Après 10 heures de marche, on s'arrête. La température s'est stabilisée aux alentours de 12 °C, mais l'humidité est effroyable.
- Qu'est-ce qu'on fait maintenant ? – hasarde Noé, épuisé
- Il faut que nous continuions — osé-je
- On n'a pas le choix les garçons. Établissons un camp ici, le passage s'est élargi depuis l'entrée. Demain, nous en arriverons à bout, j'en suis certaine.
Après avoir disposé de vieilles toiles moisies le long des parois, nous nous endormons sans traîner, éreintés de cette marche interminable.
Jour 140 de l'année 4.135.251.003
Le lendemain fut tout aussi éprouvant, mais à la fin de la journée le passage noir et humide avait cédé sa place pour une immense plaine ensoleillée, aux couleurs chaudes et accueillantes. Nous nous arrêtons dans ce doux paysage durant 5 jours, installant notre bivouac le long d'une rivière d'eau claire.
Aujourd'hui, après 15 jours passés à travers plaines, forêts, montagnes et rivières nous faisons le topo de notre voyage extraordinaire. 20 jours et toujours rien de concret, même plus un village. Nous sommes seuls.

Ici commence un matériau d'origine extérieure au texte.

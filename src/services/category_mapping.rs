use std::collections::HashMap;

use crate::models::plan::InterestCategory;

/// Search keywords for each interest category.
#[derive(Debug, Clone)]
pub struct CategoryMapping {
    keywords: HashMap<InterestCategory, Vec<String>>,
}

impl Default for CategoryMapping {
    fn default() -> Self {
        let culture = ["museum", "teater", "bibliotek", "konst"];
        let table: [(InterestCategory, &[&str]); 7] = [
            (InterestCategory::Museum, &culture),
            (
                InterestCategory::FamilyFriendly,
                &[
                    "lekland",
                    "djurpark",
                    "nöjespark",
                    "bad",
                    "inomhuslek",
                    "familjeaktivitet",
                ],
            ),
            (
                InterestCategory::Nature,
                &["park", "natur", "reservat", "promenad"],
            ),
            (
                InterestCategory::FoodAndDrink,
                &["restaurang", "cafe", "bageri", "bar"],
            ),
            (
                InterestCategory::Shopping,
                &["shopping", "galleria", "kläder"],
            ),
            (
                InterestCategory::Sport,
                &["sport", "gym", "bowling", "simhall"],
            ),
            (InterestCategory::Culture, &culture),
        ];

        Self::new(table.into_iter().map(|(category, words)| {
            (category, words.iter().map(|w| w.to_string()).collect::<Vec<_>>())
        }))
    }
}

impl CategoryMapping {
    pub fn new<I>(entries: I) -> Self
    where
        I: IntoIterator<Item = (InterestCategory, Vec<String>)>,
    {
        Self {
            keywords: entries.into_iter().collect(),
        }
    }

    pub fn keywords_for(&self, category: InterestCategory) -> &[String] {
        self.keywords
            .get(&category)
            .map(Vec::as_slice)
            .unwrap_or_default()
    }

    /// Expands interest category labels into search keywords, in input order.
    /// Labels that are not a known category are passed through unchanged.
    pub fn map_interest_categories<S: AsRef<str>>(&self, categories: &[S]) -> Vec<String> {
        categories
            .iter()
            .flat_map(|label| {
                let label = label.as_ref();
                match InterestCategory::from_label(label) {
                    Some(category) if self.keywords.contains_key(&category) => {
                        self.keywords_for(category).to_vec()
                    }
                    _ => vec![label.to_string()],
                }
            })
            .collect()
    }
}
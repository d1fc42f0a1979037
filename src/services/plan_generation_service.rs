//! Day plan generation.
//!
//! Places are split into a food bucket and an activity bucket, each bucket is
//! shuffled, and the time-frame template is walked in order taking one place
//! from the matching bucket per slot. A slot whose bucket is empty is left out
//! of the plan; a place is never used twice.

use rand::{seq::SliceRandom, Rng};

use crate::models::{
    place::PlaceRecord,
    plan::{GeneratedItineraryItem, Slot, SlotCategory, SlotFill},
};
use crate::services::place_classifier::classify;

/// Result of a generation run: the compacted plan plus per-slot fill status.
#[derive(Debug, Clone, PartialEq)]
pub struct GenerationReport {
    pub items: Vec<GeneratedItineraryItem>,
    pub slots: Vec<SlotFill>,
}

impl GenerationReport {
    pub fn unfilled_slots(&self) -> impl Iterator<Item = &SlotFill> {
        self.slots.iter().filter(|slot| !slot.filled)
    }
}

struct Buckets<'p> {
    food: std::vec::IntoIter<&'p PlaceRecord>,
    activity: std::vec::IntoIter<&'p PlaceRecord>,
}

impl<'p> Buckets<'p> {
    fn shuffled<R: Rng + ?Sized>(places: &'p [PlaceRecord], rng: &mut R) -> Self {
        let (mut food, mut activity): (Vec<&PlaceRecord>, Vec<&PlaceRecord>) = places
            .iter()
            .partition(|place| classify(place) == SlotCategory::Food);

        log::debug!(
            "Bucketed {} places: {} food, {} activity",
            places.len(),
            food.len(),
            activity.len()
        );

        food.shuffle(rng);
        activity.shuffle(rng);

        Self {
            food: food.into_iter(),
            activity: activity.into_iter(),
        }
    }

    fn take(&mut self, category: SlotCategory) -> Option<&'p PlaceRecord> {
        match category {
            SlotCategory::Food => self.food.next(),
            SlotCategory::Activity => self.activity.next(),
        }
    }
}

/// Builds a day plan from `places` following `template`.
pub fn generate_plan<R: Rng + ?Sized>(
    places: &[PlaceRecord],
    template: &[Slot],
    rng: &mut R,
) -> Vec<GeneratedItineraryItem> {
    generate_plan_with_report(places, template, rng).items
}

/// Same as [`generate_plan`], also reporting which template slots were filled.
pub fn generate_plan_with_report<R: Rng + ?Sized>(
    places: &[PlaceRecord],
    template: &[Slot],
    rng: &mut R,
) -> GenerationReport {
    let mut buckets = Buckets::shuffled(places, rng);
    let mut items = Vec::with_capacity(template.len());
    let mut slots = Vec::with_capacity(template.len());

    for slot in template {
        let place = buckets.take(slot.required_category);
        if let Some(place) = place {
            items.push(GeneratedItineraryItem::from_slot(slot, place));
        }
        slots.push(SlotFill {
            time: slot.time.clone(),
            category: slot.required_category,
            filled: place.is_some(),
        });
    }

    if items.len() < template.len() {
        log::info!(
            "Plan has {} of {} slots filled",
            items.len(),
            template.len()
        );
    }

    GenerationReport { items, slots }
}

- J'en ai marre !! – crie Noé — à quoi jouent-ils là-haut ? Pourquoi nous avoir appelés pour nous mettre dans cette situation ? S'ils voulaient nous mettre à l'épreuve, pourquoi ne pas nous avoir renvoyé sur terre ?
- Calme-toi Noé, tiens, asseyons-nous, il faut que l'on trouve un moyen de sortir de cette terre. Tu as une idée Lucy ?
- Attendez, je réfléchis. Comment sortions-nous de la terre ?
- En mourant.
- On la tient notre idée !
- Qu'est-ce que tu racontes ? Albus, Lucy est folle ma parole ! comment pouvons-nous mourir ici ?
- Avons-nous déjà essayé ? Et si tout ce qu'on avait vu jusqu'ici n'était rien d'autre qu'une planète sœur de la terre ?
- Tu oublies les fameux « gardiens des montagnes » qui se sont payés de notre tête. Ils ne se revendiquaient que de ces montagnes, de rien d'autre.
- Ils n'ont peut-être simplement pas conscience de leur planète... et le fait qu'ils nous aient trompés me conforte dans l'idée que nous sommes en plein dans une planète leurre.
- Dans quel intérêt ?
- Je ne sais pas, nous faire réfléchir ?
- Que proposes-tu alors Lucy ? – questionne Noé, intrigué.
- Que nous nous empoisonnions ensemble pour voir où nous atterrirons.
L'idée de Lucy est rapidement approuvée. Nous trouvons des baies verdâtres et décidons de concert de les avaler en quantité pour nous assurer une mort certaine.